The kids that did that three years ago got their heads bashed in. I suppose you guys be going home after all this?

The organizers of #FloodWallStreet said the sit-in aimed to disrupt business in the financial district by targeting ‘‘corporate polluters and those profiting from the fossil fuel industry.’’

The protest took a tense turn when demonstrators, after several hours of sitting and chanting near the bull statue, decided to march up Broadway and onto Wall Street.

The protesters encountered barricades and a strong police presence outside the New York Stock Exchange. Some tried to push through the barricades, and tussles between demonstrators and police ensued.

Police used pepper spray as they tried to hold the barricade.

Also on Monday, climate researchers said ice in Arctic seas shrank this summer to the sixth-lowest level in 36 years of monitoring.

Actually, they set a record for ice cover. 

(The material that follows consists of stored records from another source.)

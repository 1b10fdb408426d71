//! Output formatting: table, JSON, YAML, plain.
//!
//! Renders data in the format selected by `--output`. Table uses `tabled`,
//! structured formats use serde, plain emits one identifier per line.

use std::io::{self, IsTerminal, Write};

use owo_colors::OwoColorize;
use tabled::{Table, Tabled, settings::Style};

use crate::cli::{ColorMode, OutputFormat};
use crate::error::CliError;

// ── Color helpers ────────────────────────────────────────────────────

/// Determine whether color output should be enabled.
pub fn should_color(mode: &ColorMode) -> bool {
    match mode {
        ColorMode::Always => true,
        ColorMode::Never => false,
        ColorMode::Auto => io::stdout().is_terminal() && std::env::var("NO_COLOR").is_err(),
    }
}

/// Tint a status word: green when healthy, red when broken, yellow otherwise.
pub fn status_text(status: &str, color: bool) -> String {
    if !color {
        return status.to_owned();
    }
    match status {
        "active" | "published" | "ready" => status.green().to_string(),
        "failed" | "locked" | "error" => status.red().to_string(),
        _ => status.yellow().to_string(),
    }
}

// ── Render dispatchers ───────────────────────────────────────────────

/// Render a list of serde-serializable + tabled items in the chosen format.
///
/// - `table`: uses the `Tabled` derive to build a pretty table
/// - `json` / `json-compact`: serializes the original data via serde
/// - `yaml`: serializes via serde_yaml
/// - `plain`: calls `id_fn` on each item to emit one identifier per line
pub fn render_list<T, R>(
    format: &OutputFormat,
    data: &[T],
    to_row: impl Fn(&T) -> R,
    id_fn: impl Fn(&T) -> String,
) -> Result<String, CliError>
where
    T: serde::Serialize,
    R: Tabled,
{
    match format {
        OutputFormat::Table => {
            let rows: Vec<R> = data.iter().map(to_row).collect();
            Ok(render_table(&rows))
        }
        OutputFormat::Json => render_json(data, false),
        OutputFormat::JsonCompact => render_json(data, true),
        OutputFormat::Yaml => render_yaml(data),
        OutputFormat::Plain => Ok(data.iter().map(&id_fn).collect::<Vec<_>>().join("\n")),
    }
}

/// Render a single serde-serializable item in the chosen format.
///
/// Table rendering uses `detail_fn`, since single-item views are key/value
/// listings rather than rows.
pub fn render_single<T>(
    format: &OutputFormat,
    data: &T,
    detail_fn: impl Fn(&T) -> String,
    id_fn: impl Fn(&T) -> String,
) -> Result<String, CliError>
where
    T: serde::Serialize + ?Sized,
{
    match format {
        OutputFormat::Table => Ok(detail_fn(data)),
        OutputFormat::Json => render_json(data, false),
        OutputFormat::JsonCompact => render_json(data, true),
        OutputFormat::Yaml => render_yaml(data),
        OutputFormat::Plain => Ok(id_fn(data)),
    }
}

/// Key/value detail block for single-item table output.
pub fn detail(fields: &[(&str, String)]) -> String {
    let width = fields.iter().map(|(k, _)| k.len()).max().unwrap_or(0);
    fields
        .iter()
        .map(|(k, v)| format!("{k:<width$}  {v}"))
        .collect::<Vec<_>>()
        .join("\n")
}

/// Print the rendered output to stdout, respecting quiet mode.
pub fn print_output(output: &str, quiet: bool) {
    if quiet || output.is_empty() {
        return;
    }
    let mut stdout = io::stdout().lock();
    let _ = writeln!(stdout, "{output}");
}

// ── Format-specific renderers ────────────────────────────────────────

fn render_table<R: Tabled>(rows: &[R]) -> String {
    Table::new(rows).with(Style::rounded()).to_string()
}

fn render_json<T: serde::Serialize + ?Sized>(data: &T, compact: bool) -> Result<String, CliError> {
    let text = if compact {
        serde_json::to_string(data)?
    } else {
        serde_json::to_string_pretty(data)?
    };
    Ok(text)
}

fn render_yaml<T: serde::Serialize + ?Sized>(data: &T) -> Result<String, CliError> {
    Ok(serde_yaml::to_string(data)?)
}

#[cfg(test)]
#[allow(clippy::unwrap_used)]
mod tests {
    use super::*;

    #[derive(serde::Serialize)]
    struct Item {
        id: u32,
        name: &'static str,
    }

    #[derive(Tabled)]
    struct ItemRow {
        #[tabled(rename = "Name")]
        name: String,
    }

    fn items() -> Vec<Item> {
        vec![Item { id: 1, name: "alpha" }, Item { id: 2, name: "beta" }]
    }

    #[test]
    fn plain_lists_one_id_per_line() {
        let out = render_list(
            &OutputFormat::Plain,
            &items(),
            |i| ItemRow { name: i.name.into() },
            |i| i.id.to_string(),
        )
        .unwrap();
        assert_eq!(out, "1\n2");
    }

    #[test]
    fn compact_json_serializes_source_data() {
        let out = render_list(
            &OutputFormat::JsonCompact,
            &items(),
            |i| ItemRow { name: i.name.into() },
            |i| i.id.to_string(),
        )
        .unwrap();
        assert_eq!(out, r#"[{"id":1,"name":"alpha"},{"id":2,"name":"beta"}]"#);
    }

    #[test]
    fn table_uses_row_columns() {
        let out = render_list(
            &OutputFormat::Table,
            &items(),
            |i| ItemRow { name: i.name.into() },
            |i| i.id.to_string(),
        )
        .unwrap();
        assert!(out.contains("Name"));
        assert!(out.contains("beta"));
        assert!(!out.contains("id"));
    }

    #[test]
    fn detail_aligns_keys() {
        let out = detail(&[("Name", "Ada".into()), ("Username", "ada".into())]);
        assert_eq!(out, "Name      Ada\nUsername  ada");
    }

    #[test]
    fn status_text_without_color_is_verbatim() {
        assert_eq!(status_text("active", false), "active");
    }
}
use uuid::Uuid;

use crate::client::ApiClient;
use crate::error::Error;
use crate::models::{CreateSheetRequest, Sheet, SheetTemplate};

impl ApiClient {
    pub async fn list_sheets(&self) -> Result<Vec<Sheet>, Error> {
        self.get_all("api/sheets").await
    }

    pub async fn list_sheet_templates(&self) -> Result<Vec<SheetTemplate>, Error> {
        self.get_all("api/sheets/templates").await
    }

    pub async fn create_sheet(&self, req: &CreateSheetRequest) -> Result<Sheet, Error> {
        self.post("api/sheets", req).await
    }

    pub async fn delete_sheet(&self, uuid: &Uuid) -> Result<(), Error> {
        self.delete(&format!("api/sheets/{uuid}")).await
    }
}
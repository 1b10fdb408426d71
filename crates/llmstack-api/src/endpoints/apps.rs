use uuid::Uuid;

use crate::client::ApiClient;
use crate::error::Error;
use crate::models::{App, AppRunShare, AppTemplate, AppVersion};

impl ApiClient {
    pub async fn list_apps(&self) -> Result<Vec<App>, Error> {
        self.get_all("api/apps").await
    }

    pub async fn get_app(&self, uuid: &Uuid) -> Result<App, Error> {
        self.get(&format!("api/apps/{uuid}")).await
    }

    pub async fn delete_app(&self, uuid: &Uuid) -> Result<(), Error> {
        self.delete(&format!("api/apps/{uuid}")).await
    }

    pub async fn publish_app(&self, uuid: &Uuid) -> Result<(), Error> {
        self.post_no_response(&format!("api/apps/{uuid}/publish"), &serde_json::json!({}))
            .await
    }

    pub async fn unpublish_app(&self, uuid: &Uuid) -> Result<(), Error> {
        self.post_no_response(&format!("api/apps/{uuid}/unpublish"), &serde_json::json!({}))
            .await
    }

    pub async fn list_app_templates(&self) -> Result<Vec<AppTemplate>, Error> {
        self.get_all("api/apps/templates").await
    }

    pub async fn list_app_versions(&self, uuid: &Uuid) -> Result<Vec<AppVersion>, Error> {
        self.get_all(&format!("api/apps/{uuid}/versions")).await
    }

    /// Recorded run shared via a share code.
    pub async fn get_app_run_share(&self, code: &str) -> Result<AppRunShare, Error> {
        self.get(&format!("api/app/run/share/{code}")).await
    }
}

If the government and propaganda pre$$ are going to lie about the weather, why should anything they say be believed. Too many holes in their arguments.

The National Snow and Ice Data Center reported that the ice reached its seasonal minimum on Sept. 17 of 1.94 million square miles.

That’s down a bit from 2013, but not near as low as the record-setting 2012. It is still 19 percent below average.

Scientists are concerned about the ice melting from manmade global warming because the melting may change the weather across the planet. Studies have linked the ice melting to changes in the jet stream, which can produce extreme weather.

I actually feel sorry for these gas-spewing fart mi$ters. They are so pathetic.

A separate study released Monday found that warming temperatures in Pacific Ocean waters off the coast of North America over the past century closely followed natural changes in the wind, not increases in greenhouse gases related to global warming.

The study, which appeared in the online edition of the Proceedings of the National Academy of Sciences, compared ocean surface temperatures from 1900 to 2012 to surface air pressure, a stand-in for wind measurements, and found a close match.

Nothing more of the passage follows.